SharedGrpcChannelPtr FindChannelOnce(const string& target) override { const string host_port = TranslateTask(target); if (host_port.empty()) { if (host_port.empty()) { return nullptr; } auto chan_ptr = channel_func_(host_port); VLOG(5) << "Channel created for: job: " << job_id_ << " host_port: " << host_port << " target : " << target << " Ptr: " << chan_ptr.get(); return chan_ptr; }
2.4.2 NewHostPortGrpcChannel
首先要介绍 NewHostPortGrpcChannel,NewHostPortGrpcChannel 是 TF 现存的 API。其主要作用是调用 grpcCreateCustomChannel(gRPC API)得到一个 grpcChannel,配置到 SharedGrpcChannelPtr* channel_pointer 之上,然后返回 channel_pointer(也就是 grpcChannel)。
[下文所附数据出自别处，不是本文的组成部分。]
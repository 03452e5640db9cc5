//! Corpus index
//!
//! Flattens segmented articles into one ordered paragraph collection. The
//! record order is the matrix order: paragraphs group by article in caller
//! order and ascend by paragraph index within an article. The aggregation
//! engine depends on this invariant to locate contiguous per-article blocks,
//! so the order is held explicitly in a record list rather than relying on
//! map iteration order.

use std::collections::{HashMap, HashSet};
use std::fmt;

use serde::{Deserialize, Serialize};

use crate::error::{ParsimError, Result};

/// Composite key for one paragraph: owning article plus zero-based position
#[derive(Debug, Clone, PartialEq, Eq, Hash, Serialize, Deserialize)]
pub struct ParagraphId {
    pub article: String,
    pub index: usize,
}

impl ParagraphId {
    pub fn new(article: impl Into<String>, index: usize) -> Self {
        Self {
            article: article.into(),
            index,
        }
    }
}

impl fmt::Display for ParagraphId {
    fn fmt(&self, f: &mut fmt::Formatter<'_>) -> fmt::Result {
        write!(f, "{}, {}", self.article, self.index)
    }
}

/// One paragraph with its identifier
#[derive(Debug, Clone, PartialEq)]
pub struct ParagraphRecord {
    pub id: ParagraphId,
    pub text: String,
}

/// One article's entry in the length table
#[derive(Debug, Clone, PartialEq, Eq)]
pub struct ArticleEntry {
    pub name: String,
    pub len: usize,
}

/// The flattened, order-preserving paragraph collection for one run
#[derive(Debug, Default)]
pub struct Corpus {
    records: Vec<ParagraphRecord>,
    by_id: HashMap<ParagraphId, usize>,
    articles: Vec<ArticleEntry>,
}

impl Corpus {
    /// Build the corpus from segmented articles in caller order.
    ///
    /// Fails with `DuplicateArticle` if two articles share a derived name;
    /// identifier uniqueness across the corpus is a hard invariant.
    pub fn from_articles<I>(articles: I) -> Result<Self>
    where
        I: IntoIterator<Item = (String, Vec<String>)>,
    {
        let mut corpus = Corpus::default();
        let mut seen: HashSet<String> = HashSet::new();

        for (name, paragraphs) in articles {
            if !seen.insert(name.clone()) {
                return Err(ParsimError::DuplicateArticle { name });
            }
            corpus.articles.push(ArticleEntry {
                name: name.clone(),
                len: paragraphs.len(),
            });
            for (index, text) in paragraphs.into_iter().enumerate() {
                let id = ParagraphId::new(name.clone(), index);
                corpus.by_id.insert(id.clone(), corpus.records.len());
                corpus.records.push(ParagraphRecord { id, text });
            }
        }

        Ok(corpus)
    }

    /// Number of paragraphs across all articles
    pub fn len(&self) -> usize {
        self.records.len()
    }

    pub fn is_empty(&self) -> bool {
        self.records.is_empty()
    }

    /// Paragraph records in matrix order
    pub fn records(&self) -> &[ParagraphRecord] {
        &self.records
    }

    /// Article length table, in the same article order as the records
    pub fn articles(&self) -> &[ArticleEntry] {
        &self.articles
    }

    /// Paragraph texts in matrix order, for the embedding call
    pub fn texts(&self) -> Vec<&str> {
        self.records.iter().map(|r| r.text.as_str()).collect()
    }

    /// Paragraph identifiers in matrix order
    pub fn ids(&self) -> Vec<ParagraphId> {
        self.records.iter().map(|r| r.id.clone()).collect()
    }

    /// Paragraph display labels in matrix order
    pub fn labels(&self) -> Vec<String> {
        self.records.iter().map(|r| r.id.to_string()).collect()
    }

    /// Article names in table order
    pub fn article_names(&self) -> Vec<String> {
        self.articles.iter().map(|a| a.name.clone()).collect()
    }

    /// Look up a paragraph's text by identifier
    pub fn get(&self, id: &ParagraphId) -> Option<&str> {
        self.by_id
            .get(id)
            .map(|&position| self.records[position].text.as_str())
    }

    /// Look up a paragraph's flattened position by identifier
    pub fn position(&self, id: &ParagraphId) -> Option<usize> {
        self.by_id.get(id).copied()
    }
}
这个方法的返回结果是我们满意的,但是调用方法不对,需要封装或转换一下。
Status NewHostPortGrpcChannel(const string& target, const RPCOptions* rpc_options, SharedGrpcChannelPtr* channel_pointer) { // Minimally ensure that the target is valid TF_RETURN_IF_ERROR(ValidateHostPortPair(target)); ::grpc::ChannelArguments args = GetChannelArguments(rpc_options); *channel_pointer = ::grpc::CreateCustomChannel( "dns:///" + target, ::grpc::InsecureChannelCredentials(), args); return Status::OK(); }
2.4.3 ConvertToChannelCreationFunction
ConvertToChannelCreationFunction 方法是用来把传入的 new_channel_func_ptr 方法转换一下,把 new_channel_func_ptr 变成一个只需要传入 const string& target 就可以生成 SharedGrpcChannelPtr 的方法。
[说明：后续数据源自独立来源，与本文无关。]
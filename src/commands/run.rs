//! `parsim run` - the full analysis pipeline
//!
//! Reads the corpus, embeds every paragraph in one bulk call, computes both
//! proximity matrices and the closest-paragraphs lists, then exports all
//! three products. Any input or embedding failure aborts before the first
//! export, so the output directory never holds partial results.

use std::fs;
use std::time::Instant;

use parsim_core::aggregate::{article_proximities, DiagonalPolicy};
use parsim_core::config::AnalysisConfig;
use parsim_core::corpus::Corpus;
use parsim_core::embed::{Embedder, HttpEmbedder};
use parsim_core::error::Result;
use parsim_core::export::{
    write_labeled_matrix, write_neighbor_report, ARTICLE_MATRIX_FILE, CLOSEST_PARAGRAPHS_FILE,
    PARAGRAPH_MATRIX_FILE,
};
use parsim_core::input;
use parsim_core::segment::segment_article;
use parsim_core::similarity::paragraph_proximities;

use crate::cli::{Cli, OutputFormat, RunArgs};

pub fn execute(cli: &Cli, args: &RunArgs, start: Instant) -> Result<()> {
    let config = load_config(args)?;

    let articles = input::read_articles(&args.input)?;
    tracing::info!(articles = articles.len(), "files_read");

    let corpus = Corpus::from_articles(
        articles
            .into_iter()
            .map(|(name, raw)| (name, segment_article(&raw))),
    )?;
    tracing::info!(paragraphs = corpus.len(), "corpus_built");
    if cli.verbose {
        tracing::debug!(elapsed = ?start.elapsed(), "build_corpus");
    }

    let embedder = HttpEmbedder::new(config.embedding.clone());
    let embeddings = embedder.embed(&corpus.texts())?;
    let dimension = embeddings.first().map(Vec::len).unwrap_or(0);
    tracing::info!(dimension, "embeddings_computed");
    if cli.verbose {
        tracing::debug!(elapsed = ?start.elapsed(), "embed_corpus");
    }

    let proximities = paragraph_proximities(&embeddings, &corpus.ids(), config.top_k);
    tracing::info!("paragraph_proximities_calculated");

    let article_matrix =
        article_proximities(&proximities.matrix, corpus.articles(), config.diagonal)?;
    tracing::info!("article_proximities_calculated");
    if cli.verbose {
        tracing::debug!(elapsed = ?start.elapsed(), "compute_proximities");
    }

    fs::create_dir_all(&args.output)?;
    write_labeled_matrix(
        &args.output.join(PARAGRAPH_MATRIX_FILE),
        &corpus.labels(),
        &proximities.matrix,
    )?;
    write_labeled_matrix(
        &args.output.join(ARTICLE_MATRIX_FILE),
        &corpus.article_names(),
        &article_matrix,
    )?;
    write_neighbor_report(
        &args.output.join(CLOSEST_PARAGRAPHS_FILE),
        &corpus,
        &proximities.closest,
    )?;
    tracing::info!(output = %args.output.display(), "exports_written");

    print_summary(cli, args, &corpus, dimension, &config);
    Ok(())
}

/// File/default config with CLI flags layered on top.
fn load_config(args: &RunArgs) -> Result<AnalysisConfig> {
    let mut config = AnalysisConfig::load(args.config.as_deref())?;

    if let Some(top_k) = args.top_k {
        config.top_k = top_k;
    }
    if args.exclude_diagonal {
        config.diagonal = DiagonalPolicy::Exclude;
    }
    if let Some(endpoint) = &args.endpoint {
        config.embedding.url = endpoint.clone();
    }
    if let Some(model) = &args.model {
        config.embedding.model = model.clone();
    }
    if let Some(timeout) = args.timeout {
        config.embedding.timeout_seconds = timeout;
    }

    config.validate()?;
    Ok(config)
}

fn print_summary(
    cli: &Cli,
    args: &RunArgs,
    corpus: &Corpus,
    dimension: usize,
    config: &AnalysisConfig,
) {
    if cli.quiet {
        return;
    }

    match cli.format {
        OutputFormat::Json => {
            let summary = serde_json::json!({
                "articles": corpus.articles().len(),
                "paragraphs": corpus.len(),
                "dimension": dimension,
                "top_k": config.top_k,
                "output": args.output.display().to_string(),
            });
            println!("{summary}");
        }
        OutputFormat::Human => {
            println!(
                "analyzed {} paragraphs across {} articles (dimension {})",
                corpus.len(),
                corpus.articles().len(),
                dimension
            );
            println!(
                "wrote {}, {}, {} to {}",
                PARAGRAPH_MATRIX_FILE,
                ARTICLE_MATRIX_FILE,
                CLOSEST_PARAGRAPHS_FILE,
                args.output.display()
            );
        }
    }
}
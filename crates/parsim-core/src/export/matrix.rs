//! Labeled-matrix CSV export
//!
//! The label list appears as both the header row and the leading column,
//! with an empty top-left cell. Paragraph labels contain `", "`, so fields
//! go through a real CSV writer for quoting.

use std::path::Path;

use crate::error::Result;
use crate::similarity::SquareMatrix;

/// Persist a square matrix as CSV with `labels` on both axes.
pub fn write_labeled_matrix(path: &Path, labels: &[String], matrix: &SquareMatrix) -> Result<()> {
    debug_assert_eq!(labels.len(), matrix.size());
    let mut writer = csv::Writer::from_path(path)?;

    let mut header = Vec::with_capacity(labels.len() + 1);
    header.push(String::new());
    header.extend(labels.iter().cloned());
    writer.write_record(&header)?;

    for (row, label) in labels.iter().enumerate() {
        let mut record = Vec::with_capacity(labels.len() + 1);
        record.push(label.clone());
        record.extend(matrix.row(row).iter().map(|value| value.to_string()));
        writer.write_record(&record)?;
    }

    writer.flush()?;
    Ok(())
}
//! Command dispatch for parsim

mod run;
mod segment;

use std::time::Instant;

use parsim_core::error::Result;

use crate::cli::{Cli, Commands};

pub fn dispatch(cli: &Cli, start: Instant) -> Result<()> {
    match &cli.command {
        Commands::Run(args) => run::execute(cli, args, start),
        Commands::Segment { file } => segment::execute(cli, file),
    }
}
ChannelCreationFunction ConvertToChannelCreationFunction( const std::function<Status(string, const RPCOptions*, SharedGrpcChannelPtr*)>& new_channel_func_ptr) { return [new_channel_func_ptr](const string& target) -> SharedGrpcChannelPtr { SharedGrpcChannelPtr channel_ptr; if (new_channel_func_ptr(target, /*rpc_options=*/nullptr, &channel_ptr) .ok()) { return channel_ptr; } else { return nullptr; } }; }
2.4.4 GetChannelCreationFunction
GetChannelCreationFunction 就是使用 NewHostPortGrpcChannel 作为传入参数,得到一个 ConvertToChannelCreationFunction 的方法,因为这个方法才是可以被 WorkerCache工厂类利用的方法。
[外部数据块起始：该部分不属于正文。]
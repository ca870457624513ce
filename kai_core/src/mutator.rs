use crate::input::FuzzInput;
use async_trait::async_trait;
use parking_lot::Mutex;
use rand::Rng;
use rand::seq::{IndexedRandom, SliceRandom};
use rand_chacha::ChaCha8Rng;
use rand_core::SeedableRng;
use serde::Serialize;
use tracing::debug;

/// Inputs at or above this size are left alone by [`LineMutator`].
pub const MAX_MUTATABLE_BYTES: usize = 50_000;

/// Descriptive metadata a mutator reports about itself.
#[derive(Serialize, Debug, Clone, PartialEq, Eq)]
pub struct MutatorInfo {
    pub name: String,
    pub description: String,
    /// Preference when several mutators are available, 1 (low) to 10 (high).
    pub priority: u8,
    /// Estimated cost, 1 (fast) to 10 (slow).
    pub complexity: u8,
}

/// A `Mutator` derives new candidate programs from existing ones.
///
/// The engine treats mutators as opaque: it only asks whether an input is
/// acceptable and then for a child of it. Implementations are shared between
/// all workers and must be safe to call concurrently.
#[async_trait]
pub trait Mutator: Send + Sync {
    /// Produces a mutated child of `input`.
    ///
    /// The child should be built with [`FuzzInput::child_of`] so lineage is
    /// recorded. Implementations that hit an internal problem should return
    /// an unchanged copy of the input rather than an error; errors are
    /// reserved for failures the caller has to know about.
    async fn mutate(&self, input: &FuzzInput) -> anyhow::Result<FuzzInput>;

    /// Whether this mutator can handle `input` at all.
    fn can_mutate(&self, input: &FuzzInput) -> bool;

    /// Acquires any resources the mutator needs.
    async fn initialize(&self) -> anyhow::Result<()>;

    /// Releases resources acquired in [`Mutator::initialize`].
    async fn shutdown(&self) -> anyhow::Result<()>;

    fn info(&self) -> MutatorInfo;
}

#[derive(Debug, Clone, Copy, PartialEq, Eq)]
pub enum LineStrategy {
    DeleteLine,
    DuplicateLine,
    SwapLines,
    InsertStatement,
    PerturbLiteral,
}

impl LineStrategy {
    pub const ALL: [LineStrategy; 5] = [
        LineStrategy::DeleteLine,
        LineStrategy::DuplicateLine,
        LineStrategy::SwapLines,
        LineStrategy::InsertStatement,
        LineStrategy::PerturbLiteral,
    ];

    pub fn tag(&self) -> &'static str {
        match self {
            LineStrategy::DeleteLine => "line:delete",
            LineStrategy::DuplicateLine => "line:duplicate",
            LineStrategy::SwapLines => "line:swap",
            LineStrategy::InsertStatement => "line:insert",
            LineStrategy::PerturbLiteral => "line:literal",
        }
    }
}

/// Statements spliced in by [`LineStrategy::InsertStatement`]. `#` is replaced
/// with a random number.
const STATEMENT_TEMPLATES: &[&str] = &[
    "val kai# = #",
    "var kaiVar#: Int? = null",
    "println(#)",
    "if (# > 0) { println(\"kai\") }",
    "run { val x = # * 2; x }",
    "listOf(#, #, #).map { it + 1 }",
    "when (#) { 0 -> Unit; else -> Unit }",
    "@Suppress(\"UNUSED\") val kaiLambda# = { x: Int -> x + # }",
];

/// Replacement values for [`LineStrategy::PerturbLiteral`].
const INTERESTING_LITERALS: &[&str] = &["0", "1", "-1", "2147483647", "9223372036854775807"];

/// Text-level mutator that edits whole lines and numeric literals.
///
/// It knows nothing about the language, so many children will not compile.
/// That still exercises the compiler's error paths, which is where a lot of
/// crashes live.
#[derive(Debug)]
pub struct LineMutator {
    rng: Mutex<ChaCha8Rng>,
}

impl LineMutator {
    pub fn new() -> Self {
        Self::with_seed(rand::random())
    }

    pub fn with_seed(seed: u64) -> Self {
        Self {
            rng: Mutex::new(ChaCha8Rng::seed_from_u64(seed)),
        }
    }

    /// Applies `strategy` to `source`, or returns `None` when the strategy has
    /// nothing to work on (e.g. swapping in a one-line program).
    pub fn apply<R: Rng + ?Sized>(
        strategy: LineStrategy,
        source: &str,
        rng: &mut R,
    ) -> Option<String> {
        let mut lines: Vec<&str> = source.lines().collect();
        match strategy {
            LineStrategy::DeleteLine => {
                if lines.len() < 2 {
                    return None;
                }
                lines.remove(rng.random_range(0..lines.len()));
                Some(lines.join("\n"))
            }
            LineStrategy::DuplicateLine => {
                if lines.is_empty() {
                    return None;
                }
                let index = rng.random_range(0..lines.len());
                lines.insert(index, lines[index]);
                Some(lines.join("\n"))
            }
            LineStrategy::SwapLines => {
                if lines.len() < 2 {
                    return None;
                }
                let a = rng.random_range(0..lines.len());
                let b = rng.random_range(0..lines.len());
                lines.swap(a, b);
                Some(lines.join("\n"))
            }
            LineStrategy::InsertStatement => {
                let template = STATEMENT_TEMPLATES.choose(rng)?;
                let statement = template.replace('#', &rng.random_range(0..1000).to_string());
                let at = rng.random_range(0..=lines.len());
                let mut owned: Vec<String> = lines.into_iter().map(str::to_string).collect();
                owned.insert(at, statement);
                Some(owned.join("\n"))
            }
            LineStrategy::PerturbLiteral => {
                let literals = numeric_literals(source);
                let &(start, end) = literals.choose(rng)?;
                let replacement = if rng.random_bool(0.5) {
                    (*INTERESTING_LITERALS.choose(rng)?).to_string()
                } else {
                    rng.random_range(0..i32::MAX).to_string()
                };
                Some(format!("{}{}{}", &source[..start], replacement, &source[end..]))
            }
        }
    }
}

impl Default for LineMutator {
    fn default() -> Self {
        Self::new()
    }
}

/// Byte ranges of standalone runs of ASCII digits. Digits inside identifiers
/// such as `x1` are skipped.
fn numeric_literals(source: &str) -> Vec<(usize, usize)> {
    let bytes = source.as_bytes();
    let mut ranges = Vec::new();
    let mut i = 0;
    while i < bytes.len() {
        if !bytes[i].is_ascii_digit() {
            i += 1;
            continue;
        }
        let start = i;
        while i < bytes.len() && bytes[i].is_ascii_digit() {
            i += 1;
        }
        let part_of_identifier = start > 0
            && (bytes[start - 1].is_ascii_alphabetic() || bytes[start - 1] == b'_');
        if !part_of_identifier {
            ranges.push((start, i));
        }
    }
    ranges
}

#[async_trait]
impl Mutator for LineMutator {
    async fn mutate(&self, input: &FuzzInput) -> anyhow::Result<FuzzInput> {
        let mut rng = self.rng.lock();
        let mut strategies = LineStrategy::ALL;
        strategies.shuffle(&mut *rng);
        for strategy in strategies {
            if let Some(source) = Self::apply(strategy, input.source_code(), &mut *rng) {
                return Ok(FuzzInput::child_of(input, source, [strategy.tag()]));
            }
        }
        debug!(input_id = input.id(), "No line strategy applied, returning input unchanged");
        Ok(input.clone())
    }

    fn can_mutate(&self, input: &FuzzInput) -> bool {
        !input.source_code().trim().is_empty() && input.len() < MAX_MUTATABLE_BYTES
    }

    async fn initialize(&self) -> anyhow::Result<()> {
        debug!("LineMutator initialized");
        Ok(())
    }

    async fn shutdown(&self) -> anyhow::Result<()> {
        debug!("LineMutator shut down");
        Ok(())
    }

    fn info(&self) -> MutatorInfo {
        MutatorInfo {
            name: "LineMutator".to_string(),
            description: "Deletes, duplicates, swaps and inserts lines and perturbs numeric literals"
                .to_string(),
            priority: 5,
            complexity: 1,
        }
    }
}

#[cfg(test)]
mod tests {
    use super::*;

    const PROGRAM: &str = "fun main() {\n    val x1 = 42\n    println(x1 + 7)\n}";

    fn rng(seed: u8) -> ChaCha8Rng {
        ChaCha8Rng::from_seed([seed; 32])
    }

    #[test]
    fn finds_standalone_numeric_literals() {
        let ranges = numeric_literals(PROGRAM);
        let found: Vec<&str> = ranges.iter().map(|&(s, e)| &PROGRAM[s..e]).collect();
        assert_eq!(found, vec!["42", "7"]);
        assert!(numeric_literals("val abc = x").is_empty());
    }

    #[test]
    fn delete_and_swap_need_two_lines() {
        let mut rng = rng(1);
        assert_eq!(
            LineMutator::apply(LineStrategy::DeleteLine, "one line", &mut rng),
            None
        );
        assert_eq!(
            LineMutator::apply(LineStrategy::SwapLines, "one line", &mut rng),
            None
        );
        let deleted = LineMutator::apply(LineStrategy::DeleteLine, PROGRAM, &mut rng).unwrap();
        assert_eq!(deleted.lines().count(), 3);
    }

    #[test]
    fn duplicate_and_insert_add_one_line() {
        let mut rng = rng(2);
        let duplicated =
            LineMutator::apply(LineStrategy::DuplicateLine, PROGRAM, &mut rng).unwrap();
        assert_eq!(duplicated.lines().count(), 5);

        let inserted =
            LineMutator::apply(LineStrategy::InsertStatement, PROGRAM, &mut rng).unwrap();
        assert_eq!(inserted.lines().count(), 5);
        assert!(!inserted.contains('#'));

        let into_empty = LineMutator::apply(LineStrategy::InsertStatement, "", &mut rng).unwrap();
        assert_eq!(into_empty.lines().count(), 1);
    }

    #[test]
    fn literal_perturbation_only_touches_digits() {
        let mut rng = rng(3);
        for _ in 0..50 {
            let mutated =
                LineMutator::apply(LineStrategy::PerturbLiteral, PROGRAM, &mut rng).unwrap();
            assert!(mutated.starts_with("fun main() {\n    val x1 = "));
            assert!(mutated.ends_with('}'));
        }
        assert_eq!(
            LineMutator::apply(LineStrategy::PerturbLiteral, "fun f() = x", &mut rng),
            None
        );
    }

    #[tokio::test]
    async fn mutate_produces_children() {
        let mutator = LineMutator::with_seed(7);
        let parent = FuzzInput::new(PROGRAM).with_tags(["seed"]);
        for _ in 0..100 {
            let child = mutator.mutate(&parent).await.unwrap();
            assert_eq!(child.generation(), 1);
            assert_eq!(child.parent_id(), Some(parent.id()));
            assert!(child.tags().contains("seed"));
            assert!(child.tags().iter().any(|t| t.starts_with("line:")));
        }
    }

    #[tokio::test]
    async fn seeded_mutators_agree() {
        let a = LineMutator::with_seed(99);
        let b = LineMutator::with_seed(99);
        let parent = FuzzInput::new(PROGRAM);
        for _ in 0..20 {
            let ca = a.mutate(&parent).await.unwrap();
            let cb = b.mutate(&parent).await.unwrap();
            assert_eq!(ca.source_code(), cb.source_code());
        }
    }

    #[test]
    fn can_mutate_rejects_blank_and_oversized_sources() {
        let mutator = LineMutator::with_seed(0);
        assert!(mutator.can_mutate(&FuzzInput::new(PROGRAM)));
        assert!(!mutator.can_mutate(&FuzzInput::new("  \n\t")));
        assert!(!mutator.can_mutate(&FuzzInput::new("x".repeat(MAX_MUTATABLE_BYTES))));
        assert!(mutator.can_mutate(&FuzzInput::new("x".repeat(MAX_MUTATABLE_BYTES - 1))));
    }

    #[test]
    fn info_is_within_bounds() {
        let info = LineMutator::with_seed(0).info();
        assert_eq!(info.name, "LineMutator");
        assert!((1..=10).contains(&info.priority));
        assert!((1..=10).contains(&info.complexity));
    }
}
ChannelCreationFunction GrpcServer::GetChannelCreationFunction() const { // We can do this because SparseGrpcChannelCache is robust to nullptr being // returned by the channel creation function return ConvertToChannelCreationFunction(NewHostPortGrpcChannel); }
2.4.5 使用分析
回到我们的调用。channel_func_ 就是 GetChannelCreationFunction,于是直接调用就可以得到 grpc::Channel。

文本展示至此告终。